Collective ownership • “Collective ownership is this seemingly crazy idea that anyone can change any piece of code in the system at any time. Without the tests, you’d simply be dead trying to do this. With the tests, and the quality of tests you get after a few months of writing lots of tests, you can away with this. You can get away with this if you integrate a few hours worth of changes at a time. Which, of course, is exactly what you will do.” [Beck, p. 99]
Collective ownership (continued) • “Collective ownership tends to prevent [overly] complex code from entering the system in the first place.” [Beck, p. 99] • “On an XP project you are never stuck with someone else’s stupidity. You see something in the way, you get it out of the way.” [Beck, p. 99] • “Collective ownership tends to spread knowledge of the system around the team. […] This further reduces project risk.” [Beck, p. 100] • Collective ownership together with pair programming are even more effective at spreading knowledge of the system, and minimizing risk. The practices support each other.
Continuous integration • “No code sits unintegrated for more than a couple of hours. At the end of every development episode, the code is integrated with the latest release and all the tests must run at 100%.” [Beck, p. 98] • “It is important to have tools that support a fast integration/build/test cycle.” [Beck, p. 98] • Benefits: • The integrated code always compiles, runs, and passes all tests. This code is always ready to put into production. • Integration issues are resolved on an ongoing basis. Integration is part of your everyday activities, and not a separate phase during which lots of new and unforeseen problems crop up.
40-hour week (sustainable pace) • People don’t work well if they are continuously stressed. • A pressure-cooker type environment leads to burn-out. • Developers are people too – they have lives outside of work, which really are more important than work. • Once in a while overtime may be needed – but don’t put in overtime two weeks in a row.

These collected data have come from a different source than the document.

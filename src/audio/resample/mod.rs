//! PCM sample-rate conversion — one strategy per ratio class:
//!
//! | Ratio                         | Strategy                          | Phase state |
//! |-------------------------------|-----------------------------------|-------------|
//! | `in == out`                   | [`CopyRateConverter`]             | none        |
//! | `out = K·in` or `in = K·out`  | [`SimpleRateConverter`]           | repeat/skip counter |
//! | anything else                 | [`InterpolatingRateConverter`]    | exact fraction |
//!
//! Every strategy writes interleaved stereo frames and shares one
//! `flow`/`drain` contract; [`RateConverter`] picks the strategy at
//! construction and owns the Active → Draining state.

pub mod copy;
pub mod frames;
pub mod interpolate;
pub mod simple;

pub use copy::CopyRateConverter;
pub use interpolate::InterpolatingRateConverter;
pub use simple::{Direction, SimpleRateConverter};

use serde::{Deserialize, Serialize};
use thiserror::Error;
use tracing::{debug, warn};

use crate::audio::{
    AudioStream,
    sample::{Sample, SampleFormat, Volume},
};

use frames::FrameWriter;

// ─── Configuration ───────────────────────────────────────────────────────────

/// Kernel used by the general (non-integer ratio) converter.
#[derive(Debug, Clone, Copy, Default, PartialEq, Eq, Serialize, Deserialize)]
#[serde(rename_all = "lowercase")]
pub enum Interpolation {
    /// Two-point linear interpolation.
    #[default]
    Linear,
    /// Four-point Catmull-Rom. Smoother, one extra frame of latency.
    Hermite,
}

/// How converted frames land in the caller's buffer.
#[derive(Debug, Clone, Copy, Default, PartialEq, Eq, Serialize, Deserialize)]
#[serde(rename_all = "lowercase")]
pub enum OutputMode {
    /// Overwrite the buffer contents.
    #[default]
    Replace,
    /// Saturating-add onto the buffer contents.
    Mix,
}

/// Per-instance converter options.
#[derive(Debug, Clone, Copy, Default, PartialEq, Eq)]
pub struct ConverterConfig {
    pub stereo: bool,
    pub reverse_stereo: bool,
    pub sample_format: SampleFormat,
    pub output_mode: OutputMode,
    pub interpolation: Interpolation,
}

impl ConverterConfig {
    pub fn new(stereo: bool, reverse_stereo: bool) -> Self {
        Self {
            stereo,
            reverse_stereo,
            ..Self::default()
        }
    }

    fn writer(&self) -> FrameWriter {
        FrameWriter {
            reverse_stereo: self.reverse_stereo,
            format: self.sample_format,
            mode: self.output_mode,
        }
    }
}

// ─── Errors ──────────────────────────────────────────────────────────────────

#[derive(Debug, Error, Clone, PartialEq, Eq)]
pub enum RateError {
    #[error("invalid rate pair {input} Hz -> {output} Hz: rates must be non-zero")]
    InvalidRate { input: u32, output: u32 },
}

// ─── Classification ──────────────────────────────────────────────────────────

/// Which strategy a rate pair calls for.
#[derive(Debug, Clone, Copy, PartialEq, Eq)]
pub enum RateClass {
    Identity,
    Integer { direction: Direction, factor: u32 },
    /// `num / den = input / output` in lowest terms.
    Fractional { num: u64, den: u64 },
}

impl RateClass {
    pub fn of(input_rate: u32, output_rate: u32) -> Result<Self, RateError> {
        if input_rate == 0 || output_rate == 0 {
            return Err(RateError::InvalidRate {
                input: input_rate,
                output: output_rate,
            });
        }

        if input_rate == output_rate {
            return Ok(Self::Identity);
        }
        if output_rate % input_rate == 0 {
            return Ok(Self::Integer {
                direction: Direction::Up,
                factor: output_rate / input_rate,
            });
        }
        if input_rate % output_rate == 0 {
            return Ok(Self::Integer {
                direction: Direction::Down,
                factor: input_rate / output_rate,
            });
        }

        let g = gcd(input_rate, output_rate);
        Ok(Self::Fractional {
            num: (input_rate / g) as u64,
            den: (output_rate / g) as u64,
        })
    }
}

fn gcd(mut a: u32, mut b: u32) -> u32 {
    while b != 0 {
        let t = b;
        b = a % b;
        a = t;
    }
    a
}

// ─── RateConverter ───────────────────────────────────────────────────────────

#[derive(Debug, Clone, Copy, PartialEq, Eq)]
pub enum ConverterState {
    /// Accepting `flow` calls.
    Active,
    /// End of input signalled; only `drain` produces output.
    Draining,
}

/// Strategy chosen at construction.
pub enum Strategy {
    Copy(CopyRateConverter),
    Simple(SimpleRateConverter),
    Interpolating(InterpolatingRateConverter),
}

/// A streaming converter for one rate pair and channel layout.
///
/// Not `Sync` by intent: every call takes `&mut self` and must happen in
/// stream order. Output is always interleaved stereo; counts are in frames.
pub struct RateConverter {
    strategy: Strategy,
    state: ConverterState,
    input_rate: u32,
    output_rate: u32,
    stereo: bool,
    layout_warned: bool,
    finish_warned: bool,
}

/// Build a converter with default options. See [`RateConverter::with_config`].
pub fn make_rate_converter(
    input_rate: u32,
    output_rate: u32,
    stereo: bool,
    reverse_stereo: bool,
) -> Result<RateConverter, RateError> {
    RateConverter::with_config(
        input_rate,
        output_rate,
        &ConverterConfig::new(stereo, reverse_stereo),
    )
}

On-site customer • Write functional tests. • They provide valuable feedback to the team. • Response is immediate – no need to schedule a meeting or play telephone tag. • Customer should be set up with whatever they need to continue to do their primary job on-site.
Coding standards • Development team must settle on coding standards for the project ahead of time. • “Curly-brace wars” are completely unproductive. • Environments/code formatters can help enforce coding standard with minimal burden on developers.
Questions? Comments? Observations? Experience??